MCP Servers

docrag

Provides RAG (Retrieval Augmented Generation) access to technical documentation through MCP, enabling LLMs to search and retrieve relevant documentation on-demand.

README

DocRAG - AI Documentation RAG System

A lightweight, installable Python package that provides RAG (Retrieval Augmented Generation) access to technical documentation through an MCP (Model Context Protocol) server. This enables LLMs to search and retrieve relevant documentation on-demand.

Features

🚀 Single pip-installable package with CLI and MCP server
📚 Project-based documentation collections (BrightSign, Venafi, Qumu, web frameworks)
🔍 Local vector database with efficient embedding using LanceDB
📥 Easy documentation ingestion from local files or scraped sources
🤖 Designed for use with Claude Code via MCP

Installation

Prerequisites

Python 3.10+
pipx (recommended) or pip
git (for updates)

Recommended: Install globally with pipx

# Install globally with pipx in editable mode (keeps dependencies isolated)
pipx install -e /opt/claude-ops/doc-rag

# Verify installation
docrag --help

# Optional: Install Playwright browsers (for scraping)
pipx runpip docrag install playwright
pipx run --spec docrag playwright install chromium

Note: The -e flag installs in "editable" mode, which means changes to the source code are immediately reflected without reinstalling.

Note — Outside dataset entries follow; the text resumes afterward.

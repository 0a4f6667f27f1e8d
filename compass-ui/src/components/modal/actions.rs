//! Action row planning and the action-then-close chain

/// A control in the modal's action row
#[derive(Clone, Copy, Debug, PartialEq, Eq)]
pub enum ModalAction {
    Cancel,
    Confirm,
}

impl ModalAction {
    pub fn default_label(self) -> &'static str {
        match self {
            ModalAction::Cancel => "Cancel",
            ModalAction::Confirm => "Confirm",
        }
    }
}

/// Which action controls a modal shows, derived from the callbacks it was given
#[derive(Clone, Copy, Debug, Default, PartialEq, Eq)]
pub struct ActionPlan {
    confirm: bool,
    cancel: bool,
}

impl ActionPlan {
    pub fn new(has_confirm: bool, has_cancel: bool) -> Self {
        Self {
            confirm: has_confirm,
            cancel: has_cancel,
        }
    }

    /// Whether an action row is rendered at all. `on_close` alone never adds one.
    pub fn has_actions(&self) -> bool {
        self.confirm || self.cancel
    }

    /// Present actions in render order: Cancel, then Confirm
    pub fn actions(&self) -> impl Iterator<Item = ModalAction> {
        let cancel = self.cancel.then_some(ModalAction::Cancel);
        let confirm = self.confirm.then_some(ModalAction::Confirm);
        cancel.into_iter().chain(confirm)
    }
}

struct CloseOnDrop<C: FnOnce()>(Option<C>);

impl<C: FnOnce()> Drop for CloseOnDrop<C> {
    fn drop(&mut self) {
        if let Some(close) = self.0.take() {
            close();
        }
    }
}

/// Run `action`, then `close`. `close` also runs if `action` unwinds.
pub fn run_then_close(action: impl FnOnce(), close: impl FnOnce()) {
    let _guard = CloseOnDrop(Some(close));
    action();
}

#[cfg(test)]
mod tests {
    use super::*;
    use std::cell::RefCell;
    use std::panic::{catch_unwind, AssertUnwindSafe};

    #[test]
    fn test_no_callbacks_no_actions() {
        let plan = ActionPlan::new(false, false);
        assert!(!plan.has_actions());
        assert_eq!(plan.actions().count(), 0);
    }

    #[test]
    fn test_action_order_is_cancel_then_confirm() {
        let plan = ActionPlan::new(true, true);
        assert!(plan.has_actions());
        assert_eq!(
            plan.actions().collect::<Vec<_>>(),
            vec![ModalAction::Cancel, ModalAction::Confirm]
        );
    }

    #[test]
    fn test_single_action() {
        assert_eq!(
            ActionPlan::new(false, true).actions().collect::<Vec<_>>(),
            vec![ModalAction::Cancel]
        );
        assert_eq!(
            ActionPlan::new(true, false).actions().collect::<Vec<_>>(),
            vec![ModalAction::Confirm]
        );
    }

    #[test]
    fn test_run_then_close_order() {
        let log = RefCell::new(Vec::new());
        run_then_close(|| log.borrow_mut().push("action"), || log.borrow_mut().push("close"));
        assert_eq!(*log.borrow(), vec!["action", "close"]);
    }

    #[test]
    fn test_close_runs_when_action_panics() {
        let log = RefCell::new(Vec::new());
        let result = catch_unwind(AssertUnwindSafe(|| {
            run_then_close(
                || {
                    log.borrow_mut().push("action");
                    panic!("confirm handler failed");
                },
                || log.borrow_mut().push("close"),
            );
        }));
        assert!(result.is_err());
        assert_eq!(*log.borrow(), vec!["action", "close"]);
    }

    #[test]
    fn test_default_labels() {
        assert_eq!(ModalAction::Confirm.default_label(), "Confirm");
        assert_eq!(ModalAction::Cancel.default_label(), "Cancel");
    }
}
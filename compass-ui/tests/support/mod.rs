use dioxus::prelude::*;

/// Initialize tracing for tests with proper test output handling
#[allow(dead_code)]
pub fn tracing_init() {
    let _ = tracing_subscriber::fmt()
        .with_test_writer()
        .with_env_filter(tracing_subscriber::EnvFilter::from_default_env())
        .with_line_number(true)
        .with_target(false)
        .with_file(true)
        .try_init();
}

/// Build a dom for `app` and run its first render
#[allow(dead_code)]
pub fn mount(app: fn() -> Element) -> VirtualDom {
    tracing_init();
    let mut dom = VirtualDom::new(app);
    dom.rebuild_in_place();
    dom
}

/// Apply pending signal writes and re-render every dirty scope
#[allow(dead_code)]
pub fn rerender(dom: &mut VirtualDom) {
    dom.mark_dirty(ScopeId::APP);
    let _ = dom.render_immediate_to_vec();
}

/// Render `app` to an HTML string
#[allow(dead_code)]
pub fn render(app: fn() -> Element) -> String {
    let dom = mount(app);
    dioxus_ssr::render(&dom)
}

/// Caller-owned visibility flag, as a host component would hold it
#[allow(dead_code)]
pub fn use_open(open: bool) -> ReadSignal<bool> {
    let signal = use_signal(|| open);
    signal.into()
}
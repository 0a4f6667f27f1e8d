//! Surface styling and transition direction for the modal
//!
//! `SurfaceStyle::default()` is the fixed look of the dialog paper. Hosts that
//! theme it differently can load partial overrides from JSON; missing fields
//! keep their defaults.

use serde::{Deserialize, Serialize};

/// Direction the dialog slides in from
#[derive(Clone, Copy, Debug, Default, PartialEq, Eq, Serialize, Deserialize)]
#[serde(rename_all = "lowercase")]
pub enum SlideDirection {
    #[default]
    Up,
    Down,
    Left,
    Right,
}

impl SlideDirection {
    pub fn as_str(self) -> &'static str {
        match self {
            SlideDirection::Up => "up",
            SlideDirection::Down => "down",
            SlideDirection::Left => "left",
            SlideDirection::Right => "right",
        }
    }
}

#[derive(Debug, thiserror::Error)]
pub enum ThemeError {
    #[error("invalid surface style: {0}")]
    Parse(#[from] serde_json::Error),
}

/// Paper surface styling for the dialog
#[derive(Clone, Debug, PartialEq, Serialize, Deserialize)]
#[serde(default)]
pub struct SurfaceStyle {
    pub border: String,
    pub border_radius_px: u32,
    pub background: String,
    pub box_shadow: String,
    pub min_width_px: u32,
}

impl Default for SurfaceStyle {
    fn default() -> Self {
        Self {
            border: "1px solid rgba(var(--center-channel-color-rgb), 0.16)".to_string(),
            border_radius_px: 12,
            background: "var(--center-channel-bg)".to_string(),
            box_shadow: "0 20px 32px 0 rgba(0, 0, 0, 0.12)".to_string(),
            min_width_px: 600,
        }
    }
}

impl SurfaceStyle {
    /// Parse a style from JSON, filling absent fields from the default
    pub fn from_json(json: &str) -> Result<Self, ThemeError> {
        Ok(serde_json::from_str(json)?)
    }

    /// Inline CSS declaration list for the surface element
    pub fn to_css(&self) -> String {
        format!(
            "border: {}; border-radius: {}px; background-color: {}; box-shadow: {}; min-width: {}px;",
            self.border, self.border_radius_px, self.background, self.box_shadow, self.min_width_px
        )
    }
}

Alternative: Install from source (development)

# Clone or navigate to the project directory
cd /opt/claude-ops/doc-rag

# Create and activate virtual environment
python3 -m venv venv
source venv/bin/activate

# Install in development mode
pip install -e ".[dev]"

# Install Playwright browsers (for scraping)
playwright install chromium

Updating DocRAG

Option 1: Using the Update Script (Recommended)

cd /opt/claude-ops/doc-rag
./update.sh

This script will:

Pull latest changes from git
Detect your installation method (pipx or pip)
Reinstall only if necessary (non-editable installs)
Handle editable installs automatically

Option 2: Using Make

cd /opt/claude-ops/doc-rag
make update

Option 3: Manual Update

For editable installs (installed with -e):

cd /opt/claude-ops/doc-rag
git pull origin main
# No reinstall needed - changes are already active!

For regular installs (installed without -e):

cd /opt/claude-ops/doc-rag
git pull origin main
pipx uninstall docrag && pipx install -e .
# or for pip: pip install -e . --force-reinstall

Verifying Updates

# Check git status
cd /opt/claude-ops/doc-rag
git log -1 --oneline

# Test the installation
docrag --version
docrag --help

Quick Start

1. Initialize DocRAG

docrag init

This creates the configuration directory at ~/.docrag/ with the following structure:

~/.docrag/
├── config.json           # Global configuration
├── collections/          # Documentation collections
└── vectordb/            # LanceDB storage

2. Add a Documentation Collection

# Add documentation from a local directory
docrag add brightsign --source /path/to/brightsign/docs --description "BrightSign player documentation"

# Or add without source initially
docrag add venafi --description "Venafi TPP API documentation"

3. List Collections

docrag list

4. Search Documentation (CLI Testing)

# Search across all active collections
docrag search "how to initialize the player"

# Search a specific collection
docrag search "authentication methods" --collection venafi --limit 10

5. Start the MCP Server

docrag serve

The server will listen on stdio for connections from Claude Code.

CLI Commands

`docrag init`

Initialize DocRAG configuration directory.

`docrag add <name>`

Add a new documentation collection.

Options:

-s, --source PATH - Source directory containing documentation
-d, --description TEXT - Description of the collection

Example:

docrag add qumu --source ~/docs/qumu --description "Qumu video platform docs"

`docrag list`

List all documentation collections with their status.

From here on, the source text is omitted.